Eventually, he decided to make his experience work for him by starting a logistics service, SysLog Consultancy in 2003. “It was better than struggling to find a job. I was losing time – there was no income coming in and I had bills to pay and kids to take care of,” says Mr Chua, now 63.
His first contract was with a footwear group. He had six months to revamp the warehouse and its shelving system so stock handlers could find shoes easily from 200,000 pairs of footwear and deliver them to department stores.
His client was pleased with his work and renewed his contract.
Ten years later, Mr Chua says he derives great satisfaction from running his own show without any help.

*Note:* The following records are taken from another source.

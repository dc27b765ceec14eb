pub mod build_post;
pub mod publish;

pub use build_post::{build_post, build_post_at, format_created_at, resolve_post_url};
pub use publish::publish;
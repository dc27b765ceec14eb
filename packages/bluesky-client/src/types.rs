//! XRPC request and response types.

use serde::{Deserialize, Serialize};

/// Lexicon id of a feed post record (also its collection name).
pub const POST_COLLECTION: &str = "app.bsky.feed.post";

/// Lexicon id of an external link card embed.
pub const EXTERNAL_EMBED_TYPE: &str = "app.bsky.embed.external";

// =============================================================================
// com.atproto.server.createSession
// =============================================================================

#[derive(Debug, Clone, Serialize)]
pub struct CreateSessionRequest<'a> {
    /// Handle, DID or email of the account
    pub identifier: &'a str,
    /// App password
    pub password: &'a str,
}

/// Authenticated session returned by `createSession`.
#[derive(Debug, Clone, PartialEq, Eq, Deserialize)]
pub struct Session {
    #[serde(rename = "accessJwt")]
    pub access_jwt: String,
    #[serde(rename = "refreshJwt", default)]
    pub refresh_jwt: Option<String>,
    pub did: String,
    #[serde(default)]
    pub handle: Option<String>,
}

// =============================================================================
// com.atproto.repo.createRecord
// =============================================================================

#[derive(Debug, Clone, Serialize)]
pub struct CreateRecordRequest<'a, R> {
    pub repo: &'a str,
    pub collection: &'a str,
    pub record: &'a R,
}

#[derive(Debug, Clone, PartialEq, Eq, Deserialize)]
pub struct CreateRecordResponse {
    /// `at://` URI of the new record
    pub uri: String,
    pub cid: String,
}

/// An `app.bsky.feed.post` record.
#[derive(Debug, Clone, PartialEq, Eq, Serialize, Deserialize)]
pub struct PostRecord {
    #[serde(rename = "$type")]
    pub record_type: String,
    pub text: String,
    /// RFC 3339 UTC timestamp with a `Z` suffix
    #[serde(rename = "createdAt")]
    pub created_at: String,
    pub embed: ExternalEmbed,
}

impl PostRecord {
    /// Post with a link card pointing at `uri`.
    pub fn with_external_link(
        text: impl Into<String>,
        created_at: impl Into<String>,
        external: External,
    ) -> Self {
        Self {
            record_type: POST_COLLECTION.to_string(),
            text: text.into(),
            created_at: created_at.into(),
            embed: ExternalEmbed {
                embed_type: EXTERNAL_EMBED_TYPE.to_string(),
                external,
            },
        }
    }
}

/// An `app.bsky.embed.external` embed.
#[derive(Debug, Clone, PartialEq, Eq, Serialize, Deserialize)]
pub struct ExternalEmbed {
    #[serde(rename = "$type")]
    pub embed_type: String,
    pub external: External,
}

/// Link card contents. `description` is always serialized, even when empty.
#[derive(Debug, Clone, PartialEq, Eq, Serialize, Deserialize)]
pub struct External {
    pub uri: String,
    pub title: String,
    pub description: String,
}

// =============================================================================
// Errors
// =============================================================================

/// Error body returned by XRPC endpoints on non-2xx responses.
#[derive(Debug, Clone, Deserialize)]
pub struct XrpcErrorBody {
    pub error: String,
    #[serde(default)]
    pub message: Option<String>,
}
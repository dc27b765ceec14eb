//! Publish pipeline tests against mock Bluesky and in-memory store.

mod common;

use common::*;
use publisher_core::kernel::{MemoryPluginStore, MockBlueskyService, TestDependencies};
use publisher_core::{publish, ContentId, ContentItem, FailureReason, PublishOutcome, PublisherSettings};
use serde_json::json;

#[tokio::test]
async fn fresh_post_is_published_and_recorded() {
    let test_deps = TestDependencies::new();
    let deps = test_deps.deps();

    assert!(published_ids(&test_deps.store.snapshot(namespace())).is_empty());

    let outcome = publish(&hello_post(), &configured_settings(), &deps).await;

    assert_eq!(
        outcome,
        PublishOutcome::Published {
            uri: "at://did:plc:mock/app.bsky.feed.post/mock1".to_string(),
            cid: "bafymock1".to_string(),
        }
    );
    assert_eq!(
        published_ids(&test_deps.store.snapshot(namespace())),
        vec![ContentId::new(42)]
    );
}

#[tokio::test]
async fn published_record_carries_message_link_and_titles() {
    let test_deps = TestDependencies::new();

    publish(&hello_post(), &configured_settings(), &test_deps.deps()).await;

    let sessions = test_deps.bluesky.session_calls();
    assert_eq!(sessions.len(), 1);
    assert_eq!(sessions[0].handle, "alice.bsky.social");
    assert_eq!(sessions[0].app_password, "abcd-efgh-ijkl-mnop");
    assert_eq!(sessions[0].pds_url, "https://pds.example.com");

    let posts = test_deps.bluesky.post_calls();
    assert_eq!(posts.len(), 1);
    let call = &posts[0];
    assert_eq!(call.pds_url, "https://pds.example.com");
    assert_eq!(call.session.access_jwt, "jwt-for-alice.bsky.social");
    assert_eq!(call.post.text, "New post!");
    assert!(call.post.created_at.ends_with('Z'));
    assert_eq!(
        serde_json::to_value(&call.post.embed).unwrap(),
        json!({
            "$type": "app.bsky.embed.external",
            "external": {
                "uri": "https://blog.example.com/2024/01/hello-world/",
                "title": "Alice's Blog",
                "description": "Hello, world"
            }
        })
    );
}

#[tokio::test]
async fn already_published_post_makes_no_network_calls() {
    let test_deps = TestDependencies::new().mock_store(
        MemoryPluginStore::new().with_data(namespace(), json!({ "published_posts": [7, 42] })),
    );

    let outcome = publish(&hello_post(), &configured_settings(), &test_deps.deps()).await;

    assert_eq!(outcome, PublishOutcome::AlreadyPublished);
    assert_eq!(test_deps.bluesky.network_calls(), 0);
    assert_eq!(test_deps.store.save_calls(), 0);
}

#[tokio::test]
async fn missing_settings_skip_without_touching_store_or_network() {
    let cases: Vec<(PublisherSettings, Vec<&str>)> = vec![
        (
            PublisherSettings {
                handle: String::new(),
                ..configured_settings()
            },
            vec!["handle"],
        ),
        (
            PublisherSettings {
                app_password: String::new(),
                ..configured_settings()
            },
            vec!["app_password"],
        ),
        (
            PublisherSettings {
                site_url: " ".to_string(),
                ..configured_settings()
            },
            vec!["site_url"],
        ),
        (
            PublisherSettings::default(),
            vec!["handle", "app_password", "site_url"],
        ),
    ];

    for (settings, expected_missing) in cases {
        // Membership must not matter: seed one store with the id and leave one empty
        for seeded in [false, true] {
            let mut store = MemoryPluginStore::new();
            if seeded {
                store = store.with_data(namespace(), json!({ "published_posts": [42] }));
            }
            let test_deps = TestDependencies::new().mock_store(store);

            let outcome = publish(&hello_post(), &settings, &test_deps.deps()).await;

            assert_eq!(
                outcome,
                PublishOutcome::SkippedConfigMissing {
                    missing: expected_missing.clone()
                }
            );
            assert_eq!(test_deps.bluesky.network_calls(), 0);
            assert_eq!(test_deps.store.get_calls(), 0);
            assert_eq!(test_deps.store.save_calls(), 0);
        }
    }
}

#[tokio::test]
async fn rejected_login_fails_with_auth_and_leaves_set_unchanged() {
    let test_deps = TestDependencies::new()
        .mock_bluesky(MockBlueskyService::new().reject_sessions(401))
        .mock_store(
            MemoryPluginStore::new().with_data(namespace(), json!({ "published_posts": [1] })),
        );

    let outcome = publish(&hello_post(), &configured_settings(), &test_deps.deps()).await;

    assert_eq!(outcome, PublishOutcome::Failed(FailureReason::Auth));
    assert!(test_deps.bluesky.post_calls().is_empty());
    assert_eq!(test_deps.store.save_calls(), 0);
    assert_eq!(
        published_ids(&test_deps.store.snapshot(namespace())),
        vec![ContentId::new(1)]
    );
}

#[tokio::test]
async fn rejected_post_fails_with_delivery_and_leaves_set_unchanged() {
    let test_deps = TestDependencies::new()
        .mock_bluesky(MockBlueskyService::new().reject_posts(500));

    let outcome = publish(&hello_post(), &configured_settings(), &test_deps.deps()).await;

    assert_eq!(outcome, PublishOutcome::Failed(FailureReason::Delivery));
    assert_eq!(test_deps.bluesky.post_calls().len(), 1);
    assert_eq!(test_deps.store.save_calls(), 0);
    assert!(published_ids(&test_deps.store.snapshot(namespace())).is_empty());
}

#[tokio::test]
async fn failed_delivery_leaves_post_eligible_for_a_later_save() {
    let test_deps = TestDependencies::new()
        .mock_bluesky(MockBlueskyService::new().reject_posts(503));
    let deps = test_deps.deps();

    let first = publish(&hello_post(), &configured_settings(), &deps).await;
    test_deps.bluesky.accept_posts();
    let second = publish(&hello_post(), &configured_settings(), &deps).await;

    assert_eq!(first, PublishOutcome::Failed(FailureReason::Delivery));
    assert!(second.is_published());
    assert_eq!(test_deps.bluesky.post_calls().len(), 2);
    assert_eq!(
        published_ids(&test_deps.store.snapshot(namespace())),
        vec![ContentId::new(42)]
    );
}

#[tokio::test]
async fn publishing_twice_delivers_once() {
    let test_deps = TestDependencies::new();
    let deps = test_deps.deps();

    let first = publish(&hello_post(), &configured_settings(), &deps).await;
    let second = publish(&hello_post(), &configured_settings(), &deps).await;

    assert!(first.is_published());
    assert_eq!(second, PublishOutcome::AlreadyPublished);
    assert_eq!(test_deps.bluesky.post_calls().len(), 1);
    assert_eq!(test_deps.bluesky.session_calls().len(), 1);
}

#[tokio::test]
async fn distinct_posts_are_appended_in_publish_order() {
    let test_deps = TestDependencies::new().mock_store(
        MemoryPluginStore::new()
            .with_data(namespace(), json!({ "published_posts": [3], "other": "kept" })),
    );
    let deps = test_deps.deps();

    for id in [10_i64, 4] {
        let item = ContentItem::new(id, format!("Post {}", id), format!("/posts/{}/", id));
        assert!(publish(&item, &configured_settings(), &deps).await.is_published());
    }

    let snapshot = test_deps.store.snapshot(namespace());
    assert_eq!(
        published_ids(&snapshot),
        vec![ContentId::new(3), ContentId::new(10), ContentId::new(4)]
    );
    assert_eq!(snapshot.get("other"), Some(&json!("kept")));
}

#[tokio::test]
async fn unreadable_store_fails_before_any_network_call() {
    let test_deps =
        TestDependencies::new().mock_store(MemoryPluginStore::new().failing_reads());

    let outcome = publish(&hello_post(), &configured_settings(), &test_deps.deps()).await;

    assert_eq!(outcome, PublishOutcome::Failed(FailureReason::Storage));
    assert_eq!(test_deps.bluesky.network_calls(), 0);
}

#[tokio::test]
async fn unsaveable_store_after_delivery_reports_storage_failure() {
    let test_deps =
        TestDependencies::new().mock_store(MemoryPluginStore::new().failing_saves());

    let outcome = publish(&hello_post(), &configured_settings(), &test_deps.deps()).await;

    assert_eq!(outcome, PublishOutcome::Failed(FailureReason::Storage));
    assert_eq!(test_deps.bluesky.post_calls().len(), 1);
    assert_eq!(test_deps.store.save_calls(), 1);
    assert!(published_ids(&test_deps.store.snapshot(namespace())).is_empty());
}

#[tokio::test]
async fn relative_site_url_fails_before_any_network_call() {
    let settings = PublisherSettings {
        site_url: "blog.example.com".to_string(),
        ..configured_settings()
    };
    let test_deps = TestDependencies::new();

    let outcome = publish(&hello_post(), &settings, &test_deps.deps()).await;

    assert_eq!(outcome, PublishOutcome::Failed(FailureReason::InvalidSiteUrl));
    assert_eq!(test_deps.bluesky.network_calls(), 0);
}

#[tokio::test]
async fn custom_namespace_is_used_for_tracking() {
    let test_deps = TestDependencies::new();
    let deps = test_deps.deps().with_namespace("bluesky_staging");

    publish(&hello_post(), &configured_settings(), &deps).await;

    assert!(published_ids(&test_deps.store.snapshot(namespace())).is_empty());
    assert_eq!(
        published_ids(&test_deps.store.snapshot("bluesky_staging")),
        vec![ContentId::new(42)]
    );
}
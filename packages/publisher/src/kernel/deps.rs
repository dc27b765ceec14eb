//! Publisher dependencies (using traits for testability)
//!
//! The central dependency container handed to the publish pipeline.
//! All external services use trait abstractions so tests can swap in fakes.

use async_trait::async_trait;
use bluesky_client::{BlueskyClient, BlueskyError, CreateRecordResponse, PostRecord, Session};
use std::sync::Arc;

use crate::config::Credentials;
use crate::kernel::{BaseBlueskyService, BasePluginStore};

/// Store namespace used when the host does not pick one
pub const DEFAULT_NAMESPACE: &str = "publish_bluesky";

// =============================================================================
// BlueskyClient Adapter (implements BaseBlueskyService trait)
// =============================================================================

/// Wrapper around a shared HTTP client that talks to whichever PDS the
/// credentials point at
#[derive(Clone, Default)]
pub struct BlueskyAdapter {
    http_client: reqwest::Client,
}

impl BlueskyAdapter {
    pub fn new(http_client: reqwest::Client) -> Self {
        Self { http_client }
    }

    fn client_for(&self, pds_url: &str) -> BlueskyClient {
        BlueskyClient::with_http_client(self.http_client.clone(), pds_url)
    }
}

#[async_trait]
impl BaseBlueskyService for BlueskyAdapter {
    async fn create_session(&self, credentials: &Credentials) -> Result<Session, BlueskyError> {
        self.client_for(&credentials.pds_url)
            .create_session(&credentials.handle, &credentials.app_password)
            .await
    }

    async fn create_post(
        &self,
        pds_url: &str,
        session: &Session,
        post: &PostRecord,
    ) -> Result<CreateRecordResponse, BlueskyError> {
        self.client_for(pds_url).create_post(session, post).await
    }
}

// =============================================================================
// PublisherDeps
// =============================================================================

#[derive(Clone)]
pub struct PublisherDeps {
    pub bluesky: Arc<dyn BaseBlueskyService>,
    pub store: Arc<dyn BasePluginStore>,
    /// Store namespace holding `published_posts`
    pub namespace: String,
}

impl PublisherDeps {
    pub fn new(bluesky: Arc<dyn BaseBlueskyService>, store: Arc<dyn BasePluginStore>) -> Self {
        Self {
            bluesky,
            store,
            namespace: DEFAULT_NAMESPACE.to_string(),
        }
    }

    pub fn with_namespace(mut self, namespace: impl Into<String>) -> Self {
        self.namespace = namespace.into();
        self
    }
}
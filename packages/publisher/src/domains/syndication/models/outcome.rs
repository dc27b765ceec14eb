use std::fmt;

/// Terminal state of one publish attempt.
#[derive(Debug, Clone, PartialEq, Eq)]
pub enum PublishOutcome {
    /// The id was already in the published set; nothing was sent
    AlreadyPublished,
    /// The post now exists on Bluesky and the id is recorded. `uri` and `cid`
    /// are empty when the PDS accepted the write with an unreadable response.
    Published { uri: String, cid: String },
    /// One or more required settings are absent; nothing was read or sent
    SkippedConfigMissing { missing: Vec<&'static str> },
    /// The attempt stopped early; see the warning log for the cause
    Failed(FailureReason),
}

impl PublishOutcome {
    pub fn is_published(&self) -> bool {
        matches!(self, PublishOutcome::Published { .. })
    }
}

#[derive(Debug, Clone, Copy, PartialEq, Eq)]
pub enum FailureReason {
    /// createSession was rejected or unreachable
    Auth,
    /// createRecord was rejected or unreachable
    Delivery,
    /// The plugin store could not be read or written
    Storage,
    /// `site_url` is set but cannot serve as a base URL
    InvalidSiteUrl,
}

impl fmt::Display for FailureReason {
    fn fmt(&self, f: &mut fmt::Formatter<'_>) -> fmt::Result {
        let s = match self {
            FailureReason::Auth => "auth",
            FailureReason::Delivery => "delivery",
            FailureReason::Storage => "storage",
            FailureReason::InvalidSiteUrl => "invalid_site_url",
        };
        f.write_str(s)
    }
}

Although contracts fluctuate and earnings are just “reasonable enough to keep me alive”, he says “the sense of relevance and contributing to society gives me a sense of achievement and fulfilment”.
He says: “The perception in the job market is that you go downhill when you hit the mid-40s. And when you are in your 50s, with only about 10 years to go to retirement, you are no longer relevant.”
Now that his children are grown up, he is “more relaxed” about work, tendering for ad-hoc projects. But he keeps busy in other ways, such as walking 2km every other day at a park and jamming once a week with his five-piece band, playing the lead, rhythm and bass guitars.
He is also a member of the National University of Singapore Society graduate club’s music interest groups, organising bi- monthly song and dance nights for about 60 members and friends. They play oldies from the 1960s and 1970s.
“I play music because of my passion,” says Mr Chua, who picked up the ukulele at eight but gave it up to concentrate on his studies.
“If you lose interest in life, the mental decay sets in very quickly. My music keeps me agile. I don’t want to be dead wood.”